472章 到着

四百万三という数字が出た途端、石川青夫妻の表情は少し険しくなり、二人は顔を見合わせた。安藤凪は腕時計を見て、我慢できずに言った。

「申し訳ありませんが、今決めていただけますか?無理なら、私たちは先に失礼します。他に用事がありますので」

「決めました、決めました。六百万で六百万で結構です!今契約しましょうか?」石川青は歯を食いしばり、渋々同意した。安藤凪は彼がこんなに早く決断したことに少し驚いたが、頷いた。
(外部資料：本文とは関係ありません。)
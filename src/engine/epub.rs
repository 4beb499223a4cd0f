//! EPUB-backed implementation of the rendering-engine seam.
//!
//! The `epub` crate does the real parsing; this adapter walks the spine once
//! at open, strips markup with a lightweight HTML-to-text pass, and serves
//! navigation over the extracted text. Position tokens are synthetic
//! (`pos:<char-offset>`) and only this adapter interprets them; to the rest
//! of the reader they are as opaque as any engine's fragment identifiers.

use super::{
    BookMetadata, CoverImage, Location, RenderingEngine, SectionText, StyleOverrides, TocEntry,
};
use crate::config::FlowMode;
use anyhow::{Context, Result};
use epub::doc::EpubDoc;
use image::GenericImageView;
use std::path::{Path, PathBuf};
use tracing::{debug, info, warn};

const TOKEN_PREFIX: &str = "pos:";
/// Characters of context returned as `visible_text` around a position.
const VISIBLE_TEXT_CHARS: usize = 240;

pub struct EpubEngine {
    source: PathBuf,
    metadata: BookMetadata,
    toc: Vec<TocEntry>,
    cover: Option<CoverImage>,
    /// Extracted text per spine section.
    sections: Vec<String>,
    /// Char offset of each section's start within the whole book.
    section_starts: Vec<usize>,
    total_chars: usize,
    /// Char offsets of generated flat locations; empty until generated.
    locations: Vec<usize>,
    /// Current position as a global char offset; `None` before `display`.
    offset: Option<usize>,
    flow: FlowMode,
    styles: Option<StyleOverrides>,
}

impl EpubEngine {
    /// Open a book by its source path.
    pub fn open(path: &Path) -> Result<Self> {
        info!(path = %path.display(), "Opening EPUB");
        let mut doc = EpubDoc::new(path)
            .with_context(|| format!("Failed to open EPUB at {}", path.display()))?;

        let metadata = BookMetadata {
            title: doc.mdata("title").map(|m| m.value.clone()),
            author: doc.mdata("creator").map(|m| m.value.clone()),
        };
        let toc = doc
            .toc
            .iter()
            .map(|nav| TocEntry {
                label: nav.label.clone(),
                href: nav.content.to_string_lossy().to_string(),
            })
            .collect();
        let cover = decode_cover(&mut doc, path);

        let mut sections = Vec::new();
        loop {
            match doc.get_current_str() {
                Some((chapter, _mime)) => {
                    // Strip markup; fall back to the raw chapter on errors.
                    // A very large width avoids baking in hard line breaks.
                    let plain = match html2text::from_read(chapter.as_bytes(), 10_000) {
                        Ok(clean) => clean,
                        Err(err) => {
                            warn!(section = sections.len(), "html2text failed: {err}");
                            chapter
                        }
                    };
                    sections.push(plain);
                }
                None => break,
            }
            if !doc.go_next() {
                break;
            }
        }

        let mut section_starts = Vec::with_capacity(sections.len());
        let mut total_chars = 0usize;
        for section in &sections {
            section_starts.push(total_chars);
            total_chars += section.chars().count();
        }
        info!(
            sections = sections.len(),
            total_chars,
            title = metadata.title.as_deref().unwrap_or("?"),
            "Finished loading EPUB content"
        );

        Ok(EpubEngine {
            source: path.to_path_buf(),
            metadata,
            toc,
            cover,
            sections,
            section_starts,
            total_chars,
            locations: Vec::new(),
            offset: None,
            flow: FlowMode::default(),
            styles: None,
        })
    }

    pub fn source(&self) -> &Path {
        &self.source
    }

    /// Flow mode last requested through [`RenderingEngine::set_flow`].
    pub fn flow(&self) -> FlowMode {
        self.flow
    }

    /// Style overrides last pushed into the document, if any.
    pub fn active_styles(&self) -> Option<StyleOverrides> {
        self.styles
    }

    #[cfg(test)]
    fn from_sections(texts: Vec<&str>) -> Self {
        let sections: Vec<String> = texts.into_iter().map(str::to_string).collect();
        let mut section_starts = Vec::with_capacity(sections.len());
        let mut total_chars = 0usize;
        for section in &sections {
            section_starts.push(total_chars);
            total_chars += section.chars().count();
        }
        EpubEngine {
            source: PathBuf::from("test.epub"),
            metadata: BookMetadata::default(),
            toc: Vec::new(),
            cover: None,
            sections,
            section_starts,
            total_chars,
            locations: Vec::new(),
            offset: None,
            flow: FlowMode::default(),
            styles: None,
        }
    }

    fn location_at(&self, offset: usize) -> Location {
        let spine_index = if self.section_starts.is_empty() {
            None
        } else {
            Some(
                self.section_starts
                    .partition_point(|&start| start <= offset)
                    .saturating_sub(1),
            )
        };
        let location_index = if self.locations.is_empty() {
            None
        } else {
            // partition_point yields the 1-based flat location number.
            Some(self.locations.partition_point(|&start| start <= offset) as u64)
        };
        Location {
            token: format!("{TOKEN_PREFIX}{offset}"),
            spine_index,
            location_index,
            visible_text: self.visible_text_at(offset, spine_index),
        }
    }

    fn visible_text_at(&self, offset: usize, spine_index: Option<usize>) -> Option<String> {
        let index = spine_index?;
        let section = self.sections.get(index)?;
        let local = offset - self.section_starts.get(index).copied()?;
        let text: String = section.chars().skip(local).take(VISIBLE_TEXT_CHARS).collect();
        (!text.trim().is_empty()).then(|| text)
    }

    fn jump_targets(&self) -> &[usize] {
        if self.locations.is_empty() {
            &self.section_starts
        } else {
            &self.locations
        }
    }
}

impl RenderingEngine for EpubEngine {
    fn display(&mut self, target: Option<&str>) -> Option<Location> {
        let offset = match target {
            None => 0,
            Some(token) => match parse_token(token, self.total_chars) {
                Some(offset) => offset,
                None => {
                    debug!(token, "Ignoring display request for unknown target");
                    return None;
                }
            },
        };
        self.offset = Some(offset);
        Some(self.location_at(offset))
    }

    fn next(&mut self) -> Option<Location> {
        let current = self.offset?;
        let targets = self.jump_targets();
        let next = targets
            .get(targets.partition_point(|&start| start <= current))
            .copied();
        match next {
            Some(offset) => {
                self.offset = Some(offset);
                Some(self.location_at(offset))
            }
            None => {
                debug!("Already at the last position; next ignored");
                None
            }
        }
    }

    fn prev(&mut self) -> Option<Location> {
        let current = self.offset?;
        let targets = self.jump_targets();
        let before = targets.partition_point(|&start| start < current);
        match before.checked_sub(1).and_then(|idx| targets.get(idx)).copied() {
            Some(offset) => {
                self.offset = Some(offset);
                Some(self.location_at(offset))
            }
            None => {
                debug!("Already at the first position; prev ignored");
                None
            }
        }
    }

    fn current_location(&self) -> Option<Location> {
        self.offset.map(|offset| self.location_at(offset))
    }

    fn generate_locations(&mut self, chars_per_location: usize) -> usize {
        self.locations = chunk_starts(self.total_chars, chars_per_location);
        debug!(
            count = self.locations.len(),
            chars_per_location, "Generated flat locations"
        );
        self.locations.len()
    }

    fn location_count(&self) -> usize {
        self.locations.len()
    }

    fn spine_count(&self) -> usize {
        self.sections.len()
    }

    fn metadata(&self) -> BookMetadata {
        self.metadata.clone()
    }

    fn toc(&self) -> Vec<TocEntry> {
        self.toc.clone()
    }

    fn cover(&self) -> Option<CoverImage> {
        self.cover.clone()
    }

    fn sections(&mut self) -> Vec<SectionText> {
        self.sections
            .iter()
            .enumerate()
            .map(|(spine_index, text)| SectionText {
                spine_index,
                location_token: format!("{TOKEN_PREFIX}{}", self.section_starts[spine_index]),
                text: text.clone(),
            })
            .collect()
    }

    fn apply_styles(&mut self, overrides: &StyleOverrides) {
        debug!(
            theme = %overrides.theme,
            font = %overrides.font,
            font_size = overrides.font_size_percent,
            "Applied style overrides"
        );
        self.styles = Some(*overrides);
    }

    fn set_flow(&mut self, flow: FlowMode) {
        debug!(%flow, "Flow mode changed");
        self.flow = flow;
    }
}

fn parse_token(token: &str, total_chars: usize) -> Option<usize> {
    let offset = token.strip_prefix(TOKEN_PREFIX)?.parse::<usize>().ok()?;
    (offset == 0 || offset < total_chars).then_some(offset)
}

fn chunk_starts(total_chars: usize, chars_per_location: usize) -> Vec<usize> {
    if total_chars == 0 {
        return Vec::new();
    }
    (0..total_chars)
        .step_by(chars_per_location.max(1))
        .collect()
}

/// Cover extraction is best-effort: a missing or undecodable image is
/// skipped with a diagnostic log and the reader shows no cover.
fn decode_cover(
    doc: &mut EpubDoc<std::io::BufReader<std::fs::File>>,
    path: &Path,
) -> Option<CoverImage> {
    let Some((bytes, _mime)) = doc.get_cover() else {
        debug!(path = %path.display(), "Book has no cover image");
        return None;
    };
    match image::load_from_memory(&bytes) {
        Ok(decoded) => {
            let (width, height) = decoded.dimensions();
            Some(CoverImage {
                width,
                height,
                bytes,
            })
        }
        Err(err) => {
            debug!(path = %path.display(), "Skipping unreadable cover image: {err}");
            None
        }
    }
}

#[cfg(test)]
mod tests {
    use super::*;

    fn engine() -> EpubEngine {
        // Three sections of 10, 5, and 8 chars.
        EpubEngine::from_sections(vec!["abcdefghij", "klmno", "pqrstuvw"])
    }

    #[test]
    fn display_none_starts_at_the_beginning() {
        let mut engine = engine();
        let loc = engine.display(None).unwrap();
        assert_eq!(loc.token, "pos:0");
        assert_eq!(loc.spine_index, Some(0));
        assert_eq!(loc.location_index, None);
        assert_eq!(loc.visible_text.as_deref(), Some("abcdefghij"));
    }

    #[test]
    fn display_accepts_only_tokens_it_minted() {
        let mut engine = engine();
        assert!(engine.display(Some("pos:12")).is_some());
        assert_eq!(engine.current_location().unwrap().spine_index, Some(1));

        assert!(engine.display(Some("pos:9999")).is_none());
        assert!(engine.display(Some("epubcfi(/6/4!/4)")).is_none());
        // The failed requests left the position untouched.
        assert_eq!(engine.current_location().unwrap().token, "pos:12");
    }

    #[test]
    fn next_and_prev_walk_sections_and_stop_at_the_ends() {
        let mut engine = engine();
        assert!(engine.next().is_none(), "no position before display");

        engine.display(None);
        assert_eq!(engine.next().unwrap().token, "pos:10");
        assert_eq!(engine.next().unwrap().token, "pos:15");
        assert!(engine.next().is_none());
        assert_eq!(engine.prev().unwrap().token, "pos:10");
        assert_eq!(engine.prev().unwrap().token, "pos:0");
        assert!(engine.prev().is_none());
    }

    #[test]
    fn generated_locations_refine_navigation_and_number_pages() {
        let mut engine = engine();
        // 23 chars total at 6 per location -> starts at 0, 6, 12, 18.
        assert_eq!(engine.generate_locations(6), 4);
        assert_eq!(engine.location_count(), 4);

        engine.display(None);
        let loc = engine.current_location().unwrap();
        assert_eq!(loc.location_index, Some(1));

        let loc = engine.next().unwrap();
        assert_eq!(loc.token, "pos:6");
        assert_eq!(loc.location_index, Some(2));
        assert_eq!(loc.spine_index, Some(0));
    }

    #[test]
    fn empty_book_generates_no_locations() {
        let mut engine = EpubEngine::from_sections(vec![]);
        assert_eq!(engine.generate_locations(1024), 0);
        let loc = engine.display(None).unwrap();
        assert_eq!(loc.spine_index, None);
        assert_eq!(loc.visible_text, None);
    }

    #[test]
    fn sections_expose_tokens_for_indexing() {
        let mut engine = engine();
        let sections = engine.sections();
        assert_eq!(sections.len(), 3);
        assert_eq!(sections[1].location_token, "pos:10");
        assert_eq!(sections[2].text, "pqrstuvw");
    }

    #[test]
    fn chunk_starts_cover_the_tail() {
        assert_eq!(chunk_starts(10, 4), vec![0, 4, 8]);
        assert_eq!(chunk_starts(8, 4), vec![0, 4]);
        assert_eq!(chunk_starts(0, 4), Vec::<usize>::new());
        assert_eq!(chunk_starts(3, 0), vec![0, 1, 2]);
    }
}
//! In-book full-text search.
//!
//! The indexing library is a collaborator behind `SearchIndex`: it is handed
//! `{id, text}` records when a book opens and answers queries with ranked
//! references resolvable back to the stored record (and through it, a
//! location token to navigate to). `RegexIndex` is the bundled
//! implementation: case-insensitive matching with occurrence-count ranking
//! over normalization-folded text. A query that is not a valid pattern is
//! retried as a literal, so the search box never errors.

use regex::RegexBuilder;
use serde::Serialize;
use tracing::debug;
use unicode_normalization::UnicodeNormalization;

/// One indexed snippet of the open book.
#[derive(Debug, Clone, Serialize, PartialEq)]
pub struct SearchRecord {
    pub id: usize,
    pub text: String,
    #[serde(rename = "locationToken")]
    pub location_token: String,
}

/// A ranked query result; `id` resolves back to a [`SearchRecord`].
#[derive(Debug, Clone, Copy, Serialize, PartialEq, Eq)]
pub struct SearchHit {
    pub id: usize,
    pub score: usize,
}

pub trait SearchIndex {
    /// Replace the index contents. Called once per opened book.
    fn build(&mut self, records: Vec<SearchRecord>);
    /// Ranked matches, best first. An empty or unmatched query yields an
    /// empty list.
    fn query(&self, query: &str) -> Vec<SearchHit>;
    fn resolve(&self, id: usize) -> Option<&SearchRecord>;
}

/// Regex-backed index over normalization-folded text.
#[derive(Default)]
pub struct RegexIndex {
    records: Vec<SearchRecord>,
    folded: Vec<String>,
}

impl RegexIndex {
    pub fn new() -> Self {
        RegexIndex::default()
    }
}

/// NFKC-fold text so composed and compatibility forms compare equal.
fn fold(text: &str) -> String {
    text.nfkc().collect()
}

impl SearchIndex for RegexIndex {
    fn build(&mut self, records: Vec<SearchRecord>) {
        self.folded = records.iter().map(|record| fold(&record.text)).collect();
        debug!(records = records.len(), "Built search index");
        self.records = records;
    }

    fn query(&self, query: &str) -> Vec<SearchHit> {
        let query = fold(query.trim());
        if query.is_empty() {
            return Vec::new();
        }
        let matcher = RegexBuilder::new(&query)
            .case_insensitive(true)
            .build()
            .or_else(|_| {
                // Not a valid pattern; fall back to a literal search.
                RegexBuilder::new(&regex::escape(&query))
                    .case_insensitive(true)
                    .build()
            });
        let Ok(matcher) = matcher else {
            return Vec::new();
        };

        let mut hits: Vec<SearchHit> = self
            .records
            .iter()
            .zip(&self.folded)
            .filter_map(|(record, text)| {
                let score = matcher.find_iter(text).count();
                (score > 0).then_some(SearchHit {
                    id: record.id,
                    score,
                })
            })
            .collect();
        hits.sort_by(|a, b| b.score.cmp(&a.score).then(a.id.cmp(&b.id)));
        hits
    }

    fn resolve(&self, id: usize) -> Option<&SearchRecord> {
        self.records.iter().find(|record| record.id == id)
    }
}

#[cfg(test)]
mod tests {
    use super::*;

    fn record(id: usize, text: &str) -> SearchRecord {
        SearchRecord {
            id,
            text: text.to_string(),
            location_token: format!("tok-{id}"),
        }
    }

    fn built() -> RegexIndex {
        let mut index = RegexIndex::new();
        index.build(vec![
            record(0, "The whale surfaced. The whale dove."),
            record(1, "No leviathans here."),
            record(2, "A whale!"),
        ]);
        index
    }

    #[test]
    fn results_rank_by_occurrence_count() {
        let index = built();
        let hits = index.query("whale");
        assert_eq!(
            hits,
            vec![SearchHit { id: 0, score: 2 }, SearchHit { id: 2, score: 1 }]
        );
    }

    #[test]
    fn matching_is_case_insensitive() {
        let index = built();
        assert_eq!(index.query("WHALE").len(), 2);
    }

    #[test]
    fn empty_and_unmatched_queries_yield_nothing() {
        let index = built();
        assert!(index.query("").is_empty());
        assert!(index.query("   ").is_empty());
        assert!(index.query("squid").is_empty());
    }

    #[test]
    fn invalid_patterns_degrade_to_literals() {
        let mut index = RegexIndex::new();
        index.build(vec![record(0, "costs $4 [draft)")]);
        let hits = index.query("$4 [draft)");
        assert_eq!(hits.len(), 1);
        assert_eq!(hits[0].id, 0);
    }

    #[test]
    fn hits_resolve_back_to_records_with_tokens() {
        let index = built();
        let hit = index.query("leviathans")[0];
        let record = index.resolve(hit.id).unwrap();
        assert_eq!(record.location_token, "tok-1");
        assert!(index.resolve(99).is_none());
    }

    #[test]
    fn rebuild_replaces_previous_contents() {
        let mut index = built();
        index.build(vec![record(7, "fresh content")]);
        assert!(index.query("whale").is_empty());
        assert_eq!(index.query("fresh")[0].id, 7);
    }
}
彼女は石川青と契約を結び、六百万を支払った後、残りの手続きは福井斗真の部下が処理することになった。彼らは日が暮れる前に温泉湯に到着しなければならなかった。

温泉湯は横浜市の端にある山の上にあり、車で行くだけでも四、五時間かかった。到着した時には、外はすでに徐々に暗くなっていた。山の中なので昼夜の温度差が大きく、車から降りるとすぐに、安藤凪は思わず身震いした。

福井斗真は自分のスーツの上着を脱いで安藤凪に掛けた。

福井斗真の体温と彼の清々しい杉の香りがする上着が安藤凪全体を包み込んだ。彼女は無意識に手を上げ、福井斗真の角張った横顔を見上げると、頭上から彼の低く掠れた声が聞こえた。「山は少し寒いから、これを羽織って」

そのとき、高橋雅子は腕の鳥肌を擦りながら、歯をカチカチ鳴らして言った。「凪ちゃん、入り口で立ち止まらないで、早く中に入りましょう。私たちには上着がないんだから」

安藤凪はようやく我に返り、下を見ると藤原夕子と朝陽も寒さで震えていることに気づいた。幸い彼女は二人のために前もって上着を持ってきていたので、まず二人に着せてから、一人ずつ手を引いて福井斗真の後に続いた。

すぐ後ろにいた高橋雅子と安藤玄は顔を見合わせた。

見れば見るほど、自分たちは大きな取り残されたような気分だった。なぜ誰も上着を持ってくるように言ってくれなかったのだろう?

温泉湯は古風な装飾の建物で、入り口に着くとチャイナドレスを着た二人の美女が彼らを案内した。長い廊下を通り抜けると、硫黄の匂いがますます強くなった。藤原夕子は片手で鼻を押さえ、明らかにこの匂いに慣れていなかった。